Tim Bannerman's The Theatre Chronicles – Part Six: Labyrinth II

Tim Bannerman's The Theatre Chronicles – Part Six: Labyrinth II

“Anyway, then came the New Job,” I wrote in a letter to my parents in mid-June 1983, “and I’m loving it. A Mohican punk, a dyed black ‘heavy’, a green girl or three , and others, all quite different and initially elusive, but after a week and a bit, despite the boring but well-paid BBC break, I feel I’m beginning to be trusted and we’re getting to know each other in a unique way.”

“When I sat down a few weeks ago to try and write yet another play – for the National Youth Theatre competition – my brief was to write about the dreams and despairs of 16-19 year olds, largely stuck in dole-queue limbo – and I realised I knew nothing about them, not how they spoke or what they spoke about. And suddenly – wham-bam – here I am! We discuss everything from sex to cybernetics and try, on the whole successfully, to translate frustrated energy into creative force.”

“Despite the travelling and lack of prestige, I think it’s possibly the most valuable job I’ve yet done, or started to do. The money, as always, is a problem and I’ve got to get some sort of commitment on (the course organiser’s) part to provide me with at least a decent percentage of my travelling expenses which they initially said they would provide. Still I’m sorting out a tax problem and no doubt it will all sort itself out in the end.”

“Meanwhile, I bask in the New Forest sun and grapple empathetically with the agonies, ecstasies and paralyses of late adolescence.”

Hitch-hiking my way to Basingstoke railway station of a weekday morning, I had learned to recognise some of the cars that passed me in the country lane as I walked in the early hours, praying and cursing, come rain, come shine, hoping I’d be there in time for my best train down to New Milton. 

Best moment by far was an awareness of a looming presence, approaching and then slowing with a kind of sigh behind me. I looked round and there, its iconic radiator gleaming like the gates of heaven, floated a vastness of dove grey over cream Rolls-Royce Silver Cloud, driven by a Homburg-hatted god dimly smiling at me and indicating that I should climb aboard.

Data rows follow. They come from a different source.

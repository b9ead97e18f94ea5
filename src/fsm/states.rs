//! Concrete state handler functions and table builder.
//!
//! Each state is defined by three plain `fn` pointers (no closures, no
//! dynamic dispatch). Handlers never do I/O: the service performs the
//! capture, classification and actuation a state asks for, writes the
//! result into the context, and ticks again.
//!
//! ```text
//!  IDLE ──[object < distance, not cooling]──▶ TRIGGERED ──▶ CAPTURING
//!    ▲                                                        │
//!    ├────────────────[no frame]──────────────────────────────┤
//!    │                                                        ▼
//!    ├────────────────[classify error]──────────────────── CLASSIFYING
//!    │                                                        │
//!    ├────────────────[coverage < threshold]────────────── DECIDING
//!    │                                                        │
//!    └────────────────[done / fault]──────────────────── DISPENSING
//! ```

use log::{debug, info, warn};

use super::context::{CycleOutcome, FsmContext, Gate};
use super::{StateHandlers, StateId};
use crate::app::events::DispenseEvent;
use crate::sensors::DistanceReading;

// ═══════════════════════════════════════════════════════════════════════════
//  Table builder
// ═══════════════════════════════════════════════════════════════════════════

/// Build the static state table. Called once at startup.
pub fn build_state_table() -> [StateHandlers; StateId::COUNT] {
    [
        // Index 0: Idle
        StateHandlers {
            on_enter: Some(idle_enter),
            on_exit: None,
            on_update: idle_update,
        },
        // Index 1: Triggered
        StateHandlers {
            on_enter: Some(triggered_enter),
            on_exit: None,
            on_update: triggered_update,
        },
        // Index 2: Capturing
        StateHandlers {
            on_enter: Some(capturing_enter),
            on_exit: None,
            on_update: capturing_update,
        },
        // Index 3: Classifying
        StateHandlers {
            on_enter: None,
            on_exit: Some(classifying_exit),
            on_update: classifying_update,
        },
        // Index 4: Deciding
        StateHandlers {
            on_enter: None,
            on_exit: None,
            on_update: deciding_update,
        },
        // Index 5: Dispensing
        StateHandlers {
            on_enter: Some(dispensing_enter),
            on_exit: None,
            on_update: dispensing_update,
        },
    ]
}

// ═══════════════════════════════════════════════════════════════════════════
//  IDLE: polling the distance sensor
// ═══════════════════════════════════════════════════════════════════════════

fn idle_enter(ctx: &mut FsmContext) {
    ctx.triggered_at = None;
    debug!("IDLE: watching for objects within {} cm", ctx.config.detection_distance_cm);
}

fn idle_update(ctx: &mut FsmContext) -> Option<StateId> {
    let distance_cm = match ctx.distance {
        DistanceReading::NoReading => {
            ctx.gate = Gate::NoReading;
            ctx.outcome = Some(CycleOutcome::NoReading);
            return None;
        }
        DistanceReading::Cm(cm) => cm,
    };

    if !ctx.distance.is_within(ctx.config.detection_distance_cm) {
        ctx.gate = Gate::Clear;
        ctx.outcome = Some(CycleOutcome::Clear { distance_cm });
        return None;
    }

    if let Some(remaining) = ctx.cooldown_remaining() {
        ctx.gate = Gate::CoolingDown { remaining };
        ctx.outcome = Some(CycleOutcome::CoolingDown { remaining });
        return None;
    }

    ctx.gate = Gate::Engaged;
    ctx.triggered_at = Some(ctx.now);
    Some(StateId::Triggered)
}

// ═══════════════════════════════════════════════════════════════════════════
//  TRIGGERED: object in range and eligible
// ═══════════════════════════════════════════════════════════════════════════

fn triggered_enter(ctx: &mut FsmContext) {
    ctx.clear_cycle();
    info!("TRIGGERED: object detected at {}", ctx.distance);
}

fn triggered_update(_ctx: &mut FsmContext) -> Option<StateId> {
    Some(StateId::Capturing)
}

// ═══════════════════════════════════════════════════════════════════════════
//  CAPTURING: waiting on the still-capture result
// ═══════════════════════════════════════════════════════════════════════════

fn capturing_enter(_ctx: &mut FsmContext) {
    debug!("CAPTURING: requesting still frame");
}

fn capturing_update(ctx: &mut FsmContext) -> Option<StateId> {
    if ctx.frame.is_some() {
        return Some(StateId::Classifying);
    }
    if let Some(e) = ctx.capture_error {
        warn!("CAPTURING: no frame ({}), cooldown unchanged", e);
        ctx.outcome = Some(CycleOutcome::CaptureFailed(e));
        return Some(StateId::Idle);
    }
    None
}

// ═══════════════════════════════════════════════════════════════════════════
//  CLASSIFYING: waiting on the coverage measurement
// ═══════════════════════════════════════════════════════════════════════════

fn classifying_exit(ctx: &mut FsmContext) {
    // The frame is consumed by classification; never carry it forward.
    ctx.frame = None;
}

fn classifying_update(ctx: &mut FsmContext) -> Option<StateId> {
    if ctx.classification.is_some() {
        return Some(StateId::Deciding);
    }
    if let Some(e) = ctx.classify_error {
        warn!("CLASSIFYING: {}, treating as no match", e);
        ctx.outcome = Some(CycleOutcome::ClassifyFailed(e));
        return Some(StateId::Idle);
    }
    None
}

// ═══════════════════════════════════════════════════════════════════════════
//  DECIDING: threshold comparison
// ═══════════════════════════════════════════════════════════════════════════

fn deciding_update(ctx: &mut FsmContext) -> Option<StateId> {
    let Some(result) = ctx.classification else {
        return Some(StateId::Idle);
    };
    let threshold = ctx.config.color_match_threshold_pct;

    if result.meets(threshold) {
        info!(
            "DECIDING: {:.1}% {} ≥ {:.1}% → dispense",
            result.coverage_pct, ctx.config.target_color, threshold
        );
        return Some(StateId::Dispensing);
    }

    info!(
        "DECIDING: {:.1}% {} < {:.1}% → no feed",
        result.coverage_pct, ctx.config.target_color, threshold
    );
    ctx.outcome = Some(CycleOutcome::NoMatch(result));
    Some(StateId::Idle)
}

// ═══════════════════════════════════════════════════════════════════════════
//  DISPENSING: waiting on the actuation result
// ═══════════════════════════════════════════════════════════════════════════

fn dispensing_enter(ctx: &mut FsmContext) {
    info!(
        "DISPENSING: food at {:.0}%, step {:.0}%",
        ctx.food.pct(),
        ctx.config.food_step_pct
    );
}

fn dispensing_update(ctx: &mut FsmContext) -> Option<StateId> {
    let result = ctx.dispense_result.take()?;
    let at = ctx.triggered_at.unwrap_or(ctx.now);

    match result {
        Ok(()) => {
            ctx.cooldown.mark(at);
            ctx.food.consume(ctx.config.food_step_pct);
            ctx.dispense_count = ctx.dispense_count.saturating_add(1);
            let event = DispenseEvent::succeeded(at, ctx.classification, ctx.food.pct());
            info!(
                "DISPENSING: fed, food now {:.0}%, next feed in {}s",
                ctx.food.pct(),
                ctx.config.cycle_secs
            );
            ctx.outcome = Some(CycleOutcome::Dispensed(event));
        }
        Err(fault) => {
            warn!("DISPENSING: actuation failed ({}), servo stopped", fault);
            let event = DispenseEvent::failed(at, ctx.classification, ctx.food.pct(), fault);
            ctx.outcome = Some(CycleOutcome::DispenseFailed(event));
        }
    }
    Some(StateId::Idle)
}

//! Inbound commands to the application service.
//!
//! These represent operator actions (CLI subcommands, a future control
//! socket) that the [`FeederService`](super::service::FeederService)
//! interprets outside the automatic detection loop.

use crate::config::FeederConfig;
use crate::sensors::DistanceReading;
use crate::vision::ClassificationResult;

use super::events::DispenseEvent;

/// Commands that external adapters can send into the application core.
#[derive(Debug, Clone)]
pub enum AppCommand {
    /// Run one dispense cycle now. Counts against the food level but does
    /// not start the cooldown.
    DispenseNow,

    /// Take a single distance reading.
    MeasureDistance,

    /// Capture and classify one frame without dispensing.
    Snapshot,

    /// Hot-swap configuration (validated first; the colour profile is
    /// re-resolved, servo and capture settings are pushed to the hardware).
    UpdateConfig(FeederConfig),

    /// Drive the servo by hand to tune its duties and hold. Never touches
    /// the food level or the cooldown.
    Calibrate(CalibrationStep),
}

/// One manual servo action.
#[derive(Debug, Clone, Copy, PartialEq, Eq)]
pub enum CalibrationStep {
    /// Single sweep at the open duty.
    Open,
    /// Single sweep at the close duty.
    Close,
    /// Neutral, then no signal.
    Stop,
}

/// Successful command results.
#[derive(Debug, Clone, PartialEq)]
pub enum CommandReply {
    /// The dispense attempt, successful or not.
    Dispensed(DispenseEvent),
    Distance(DistanceReading),
    Classified(ClassificationResult),
    ConfigApplied,
    Calibrated(CalibrationStep),
}
//! Binary masks and rectangular morphology.
//!
//! Erosion and dilation use a square `(2r+1)×(2r+1)` neighbourhood.
//! Neighbours outside the frame are ignored, so the frame border neither
//! grows nor eats into a region. A square kernel is separable: a horizontal
//! pass followed by a vertical pass gives the same result as the full 2-D
//! window.

use super::hsv::Hsv;
use super::profile::HsvRange;

/// Kernel radius for the 5×5 noise-cleanup neighbourhood.
pub const CLEANUP_RADIUS: usize = 2;

#[derive(Debug, Clone, PartialEq, Eq)]
pub struct Mask {
    width: usize,
    height: usize,
    bits: Vec<bool>,
}

impl Mask {
    /// All-clear mask.
    pub fn empty(width: usize, height: usize) -> Self {
        Self {
            width,
            height,
            bits: vec![false; width * height],
        }
    }

    /// Pixels of `hsv` (row-major, `width × height`) inside `range`.
    pub fn in_range(hsv: &[Hsv], width: usize, height: usize, range: &HsvRange) -> Self {
        debug_assert_eq!(hsv.len(), width * height);
        Self {
            width,
            height,
            bits: hsv.iter().map(|&px| range.contains(px)).collect(),
        }
    }

    /// Build from a predicate over coordinates.
    pub fn from_fn(width: usize, height: usize, mut f: impl FnMut(usize, usize) -> bool) -> Self {
        let mut bits = Vec::with_capacity(width * height);
        for y in 0..height {
            for x in 0..width {
                bits.push(f(x, y));
            }
        }
        Self { width, height, bits }
    }

    pub fn width(&self) -> usize {
        self.width
    }

    pub fn height(&self) -> usize {
        self.height
    }

    pub fn get(&self, x: usize, y: usize) -> bool {
        self.bits[y * self.width + x]
    }

    /// Number of set pixels.
    pub fn count(&self) -> usize {
        self.bits.iter().filter(|&&b| b).count()
    }

    /// Logical OR in place. Both masks must share dimensions.
    pub fn union_with(&mut self, other: &Mask) {
        debug_assert_eq!((self.width, self.height), (other.width, other.height));
        for (a, &b) in self.bits.iter_mut().zip(&other.bits) {
            *a |= b;
        }
    }

    pub fn dilate(&self, radius: usize) -> Self {
        self.morph(radius, |window| window.iter().any(|&b| b))
    }

    pub fn erode(&self, radius: usize) -> Self {
        self.morph(radius, |window| window.iter().all(|&b| b))
    }

    /// Dilate then erode: fills small gaps and holes.
    pub fn close(&self, radius: usize) -> Self {
        self.dilate(radius).erode(radius)
    }

    /// Erode then dilate: removes specks smaller than the kernel.
    pub fn open(&self, radius: usize) -> Self {
        self.erode(radius).dilate(radius)
    }

    fn morph(&self, radius: usize, op: impl Fn(&[bool]) -> bool) -> Self {
        if radius == 0 || self.bits.is_empty() {
            return self.clone();
        }
        let (w, h) = (self.width, self.height);

        // Horizontal pass.
        let mut rows = vec![false; w * h];
        for y in 0..h {
            let row = &self.bits[y * w..(y + 1) * w];
            for x in 0..w {
                let lo = x.saturating_sub(radius);
                let hi = (x + radius).min(w - 1);
                rows[y * w + x] = op(&row[lo..=hi]);
            }
        }

        // Vertical pass.
        let mut out = vec![false; w * h];
        let mut column = Vec::with_capacity(2 * radius + 1);
        for x in 0..w {
            for y in 0..h {
                let lo = y.saturating_sub(radius);
                let hi = (y + radius).min(h - 1);
                column.clear();
                column.extend((lo..=hi).map(|yy| rows[yy * w + x]));
                out[y * w + x] = op(&column);
            }
        }

        Self {
            width: w,
            height: h,
            bits: out,
        }
    }
}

What he did or who he was, I never did divine, but over several journeys at identical times, I would hear the sigh and hop aboard. We would travel in silent state with only the occasional “lovely day” or “rather damp” to break our peace. 

Once arrived at my destination, it was a different story. 

Bedlam or sulky silence, we would start the day with exercises to wake us up and get the blood moving. The very physicality of these exercises, mostly of the hectic spurt and stop, tag variety, helped to create a trust and comfort with each other, so that touching became a natural part of living and working together. Less so for me with them, perhaps, given a level of care and discretion not to get over-familiar with these vulnerable people, for all the tough, devil-may-care attitude of some. But Trust Exercises of the lean-backwards-with-your-eyes-closed-till-you-fall-and-someone-catches-you kind were a key part of building confidence as was building an awareness of self in space either moving en masse at speed or being guided, blindfold, by someone else through this space. And responding to movement and sound round the circle, sending objects round one way, then another, adding sounds, a made up language – “dickity dah, dickity dee” – and so on, spinning round, across, forward, back, stopping each time it dropped, learning to follow each other and respond faster and faster to each connection.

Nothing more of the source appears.